Marcus Kazmierczak

Working with Python

Collections

Aside from lists and dictionaries Python has several other collection objections that are useful in the standard collections module.

See: Python Collections documentation

Sets

Python set object is equivalent to a mathematical set, and supports similar operations. You can also think of a set as a list, but every element is unique and a set is unordered.

Note: I know sets are not in the collections module but built-in, it just felt like this section of the guide made the most sense.

Create a set

You can create a set multiple ways, when creating a set it will automatically drop any duplicate elements.

 
# using curly brackets
A = { 'a', 'b', 'c', 'a'}
>>> { 'c', 'a', 'b' }
 
# from list
A = set([1, 2, 3, 1])
>>> {1, 2, 3}
 
# using comprehensions
A = { c for c in 'abracadabra' }
>>> {'d', 'c', 'b', 'a', 'r'}

Set Operations

You can perform common set operations, union, intersection and difference.

A = { 1, 3, 5, 7, 9 }
B = { 2, 4, 6, 8, 0 }
C = { 2, 3, 4 }
 
# return set that combines the two sets
A.union(B)
>>> {0, 1, 2, 3, 4, 5, 6, 7, 8, 9}
 
# return set with elements common between two sets
A.intersection(C)
>> {3}
 
# return set with elements only in A, not C
A.difference(C)
>>> {1, 5, 9, 7}

The operations also work on an arbritary number of sets.

 
A = set() # empty set
B = { 2, 3 }
C = { 4, 5 }
D = { 6, 7 }
A.union(B, C, D)
>>> { 2, 3, 4, 5, 6, 7 }

Default Dictionary

The defaultdict is extremely useful when building a dictionary and you don't want to always check if it already contains a key.

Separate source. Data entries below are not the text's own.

//! The `Appointment` entity and its status state machine.
//!
//! An appointment is a flat record keyed by an opaque UUID, with a fixed-format
//! date (`DD/MM/YYYY`) and start time (`HH:MM`), free-text patient fields, and
//! an append-only history log of status transitions and notes. Reschedules
//! chain records together via `previous_appointment_id`/`next_appointment_id`
//! back/forward links; the links are lookup aids, not ownership edges.

use chrono::{Local, NaiveDateTime};
use serde::{Deserialize, Serialize};
use std::fmt;
use uuid::Uuid;

/// Appointment lifecycle status.
///
/// `Scheduled` is the only state that admits further transitions; the other
/// four are terminal. Only `Cancelled` and `Rescheduled` are excluded from
/// slot-exclusivity conflict checks.
#[derive(Debug, Clone, Copy, PartialEq, Eq, PartialOrd, Ord, Serialize, Deserialize)]
pub enum Status {
    Scheduled,
    Attended,
    Cancelled,
    NoShow,
    Rescheduled,
}

impl Status {
    /// Every status, in declaration order. Used for zero-filled statistics.
    pub const ALL: [Status; 5] = [
        Status::Scheduled,
        Status::Attended,
        Status::Cancelled,
        Status::NoShow,
        Status::Rescheduled,
    ];

    /// An active appointment is the only kind that blocks its (date, time)
    /// slot. Cancelled and rescheduled records free the slot for re-booking.
    pub fn is_active(self) -> bool {
        !matches!(self, Status::Cancelled | Status::Rescheduled)
    }
}

impl fmt::Display for Status {
    fn fmt(&self, f: &mut fmt::Formatter<'_>) -> fmt::Result {
        let name = match self {
            Status::Scheduled => "Scheduled",
            Status::Attended => "Attended",
            Status::Cancelled => "Cancelled",
            Status::NoShow => "NoShow",
            Status::Rescheduled => "Rescheduled",
        };
        f.write_str(name)
    }
}

/// One line of an appointment's append-only history log.
#[derive(Debug, Clone, PartialEq, Serialize, Deserialize)]
pub struct HistoryEntry {
    /// When the entry was recorded. Entries are appended in timestamp order
    /// and never deleted or reordered.
    pub at: NaiveDateTime,
    /// Human-readable description (status transition or free-text note).
    pub note: String,
}

/// A timed appointment record.
#[derive(Debug, Clone, PartialEq, Serialize, Deserialize)]
pub struct Appointment {
    /// Opaque unique identifier, assigned at creation, immutable thereafter.
    pub id: String,
    /// Calendar date, DD/MM/YYYY.
    pub date: String,
    /// Start time, 24-hour HH:MM.
    pub time: String,
    /// Length of the appointment in minutes.
    pub duration_minutes: u32,
    /// Patient name (required non-empty at creation).
    pub patient: String,
    /// Contact phone; optional, 9 digits after stripping separators.
    #[serde(default)]
    pub phone: String,
    /// Reason for the visit (required non-empty at creation).
    pub description: String,
    pub status: Status,
    pub created_at: NaiveDateTime,
    pub updated_at: NaiveDateTime,
    /// Append-only log of status changes and notes.
    #[serde(default)]
    pub history: Vec<HistoryEntry>,
    /// Back link: set on a record created by a reschedule, pointing at the
    /// appointment it replaced.
    #[serde(default)]
    pub previous_appointment_id: Option<String>,
    /// Forward link: set on a rescheduled original, pointing at its replacement.
    #[serde(default)]
    pub next_appointment_id: Option<String>,
    /// Free-text reason captured on cancellation or rescheduling.
    #[serde(default)]
    pub change_reason: Option<String>,
}

/// Default appointment length when the caller does not override it.
pub const DEFAULT_DURATION_MINUTES: u32 = 30;

fn now() -> NaiveDateTime {
    Local::now().naive_local()
}

impl Appointment {
    /// Build a new appointment with a fresh UUID, `Scheduled` status, and the
    /// default duration. Text inputs are trimmed. Format validation is the
    /// service's job — construction never fails.
    pub fn new(date: &str, time: &str, patient: &str, phone: &str, description: &str) -> Self {
        let stamp = now();
        Appointment {
            id: Uuid::new_v4().to_string(),
            date: date.trim().to_string(),
            time: time.trim().to_string(),
            duration_minutes: DEFAULT_DURATION_MINUTES,
            patient: patient.trim().to_string(),
            phone: phone.trim().to_string(),
            description: description.trim().to_string(),
            status: Status::Scheduled,
            created_at: stamp,
            updated_at: stamp,
            history: Vec::new(),
            previous_appointment_id: None,
            next_appointment_id: None,
            change_reason: None,
        }
    }

    /// Transition to `new_status`, logging the change in the history and
    /// capturing `reason` as the change reason. One shared timestamp covers
    /// the history entry and `updated_at`.
    pub fn record_status(&mut self, new_status: Status, reason: &str) {
        let stamp = now();
        self.history.push(HistoryEntry {
            at: stamp,
            note: format!(
                "Status change: {} -> {}. Reason: {}",
                self.status, new_status, reason
            ),
        });
        self.status = new_status;
        self.change_reason = Some(reason.to_string());
        self.updated_at = stamp;
    }

    /// Bump `updated_at` to the current instant.
    pub fn touch(&mut self) {
        self.updated_at = now();
    }

    /// Append a free-text note to the history log.
    pub fn add_note(&mut self, note: &str) {
        let stamp = now();
        self.history.push(HistoryEntry {
            at: stamp,
            note: note.to_string(),
        });
        self.updated_at = stamp;
    }

    /// Mark this appointment `Rescheduled` and build its replacement at
    /// (`new_date`, `new_time`), wiring the back/forward links between the
    /// two records. The replacement copies patient, phone, and duration, and
    /// prefixes its description with the origin id.
    ///
    /// Conflict checking and persistence are the caller's responsibility;
    /// this only performs the in-memory transition on both values.
    pub fn reschedule_to(&mut self, new_date: &str, new_time: &str, reason: &str) -> Appointment {
        self.record_status(Status::Rescheduled, reason);

        let mut replacement = Appointment::new(
            new_date,
            new_time,
            &self.patient,
            &self.phone,
            &format!("Rescheduled from appointment {}. {}", self.id, self.description),
        );
        replacement.duration_minutes = self.duration_minutes;
        replacement.previous_appointment_id = Some(self.id.clone());
        replacement.add_note(&format!("Appointment rescheduled. Reason: {reason}"));

        self.next_appointment_id = Some(replacement.id.clone());
        replacement
    }
}

#[cfg(test)]
mod tests {
    use super::*;

    #[test]
    fn new_appointment_trims_and_defaults() {
        let a = Appointment::new("01/01/2025", " 09:00 ", " Ana ", "", "checkup");
        assert_eq!(a.time, "09:00");
        assert_eq!(a.patient, "Ana");
        assert_eq!(a.status, Status::Scheduled);
        assert_eq!(a.duration_minutes, DEFAULT_DURATION_MINUTES);
        assert_eq!(a.id.len(), 36); // UUID format
        assert!(a.history.is_empty());
    }

    #[test]
    fn record_status_logs_transition() {
        let mut a = Appointment::new("01/01/2025", "09:00", "Ana", "", "checkup");
        a.record_status(Status::Cancelled, "patient requested");
        assert_eq!(a.status, Status::Cancelled);
        assert_eq!(a.change_reason.as_deref(), Some("patient requested"));
        assert_eq!(a.history.len(), 1);
        assert!(a.history[0].note.contains("Scheduled -> Cancelled"));
        assert_eq!(a.history[0].at, a.updated_at);
    }

    #[test]
    fn only_cancelled_and_rescheduled_free_the_slot() {
        assert!(Status::Scheduled.is_active());
        assert!(Status::Attended.is_active());
        assert!(Status::NoShow.is_active());
        assert!(!Status::Cancelled.is_active());
        assert!(!Status::Rescheduled.is_active());
    }

    #[test]
    fn reschedule_links_both_records() {
        let mut original = Appointment::new("01/01/2025", "09:00", "Ana", "", "checkup");
        let replacement = original.reschedule_to("02/01/2025", "10:00", "clinic closed");

        assert_eq!(original.status, Status::Rescheduled);
        assert_eq!(original.next_appointment_id.as_deref(), Some(replacement.id.as_str()));
        assert_eq!(
            replacement.previous_appointment_id.as_deref(),
            Some(original.id.as_str())
        );
        assert!(replacement.description.contains(&original.id));
        assert_eq!(replacement.status, Status::Scheduled);
    }
}
//! Error types for agenda-core operations.
//!
//! Three recoverable kinds cover every business failure (`Validation`,
//! `Conflict`, `NotFound`); storage failures from the repository collaborator
//! propagate unchanged as `Io`/`Json` and are never interpreted or retried
//! by the service layer.

use thiserror::Error;

#[derive(Error, Debug)]
pub enum AgendaError {
    /// Malformed date/time/phone, or a required field was empty.
    #[error("Validation error: {0}")]
    Validation(String),

    /// The requested (date, time) slot is already held by an active appointment.
    #[error("Slot already taken at {date} {time}")]
    Conflict { date: String, time: String },

    /// The operation referenced an appointment id that does not exist.
    #[error("Appointment not found: {0}")]
    NotFound(String),

    /// Opaque storage failure from the repository (file access).
    #[error("Storage I/O error: {0}")]
    Io(#[from] std::io::Error),

    /// Opaque storage failure from the repository (snapshot (de)serialization).
    #[error("Storage format error: {0}")]
    Json(#[from] serde_json::Error),
}

/// Convenience alias used throughout agenda-core.
pub type Result<T> = std::result::Result<T, AgendaError>;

Here's how you might count characters in a string using the standard dict object.

d = {}
s = "abcdadkacb"
for ch in s:
	if not ch in d:
		d[ch] = 1
	else:
		d[ch] += 1

Here's an easier way using defaultdict type and avoiding the extra check.

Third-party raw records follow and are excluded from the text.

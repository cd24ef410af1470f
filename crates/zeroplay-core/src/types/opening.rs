//! 開始局面（Opening）

use serde::{Deserialize, Serialize};

/// 開始局面と、自己対局の前に強制的に指す手順（絶対表現）
#[derive(Debug, Clone, PartialEq, Eq, Serialize, Deserialize)]
pub struct Opening<M> {
    pub start_fen: String,
    pub moves: Vec<M>,
}

impl<M> Opening<M> {
    pub fn new(start_fen: impl Into<String>, moves: Vec<M>) -> Self {
        Self {
            start_fen: start_fen.into(),
            moves,
        }
    }

    /// 強制手順なしの開始局面
    pub fn from_fen(start_fen: impl Into<String>) -> Self {
        Self::new(start_fen, Vec::new())
    }
}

from collections import defaultdict
 
d = defaultdict(int)
s = "abcdadkacb"
for ch in s:
	d[ch] += 1

Using int as the default will always return 0 for missing keys. You can set your own default using a lambda function returning a constant. For example to have a default value of 1 use:

from collections import defaultdict
d = defaultdict(lambda: 1)
keys = 'abc'
d['b'] = 2
for k in keys:
    print(d[k])
>>> 1
>>> 2
>>> 1

Named Tuple

The namedtuple is a convenience type that allows you to create a tuple and assign names for the positions that can then be accessed. This is useful to make it more readable and simpler to access.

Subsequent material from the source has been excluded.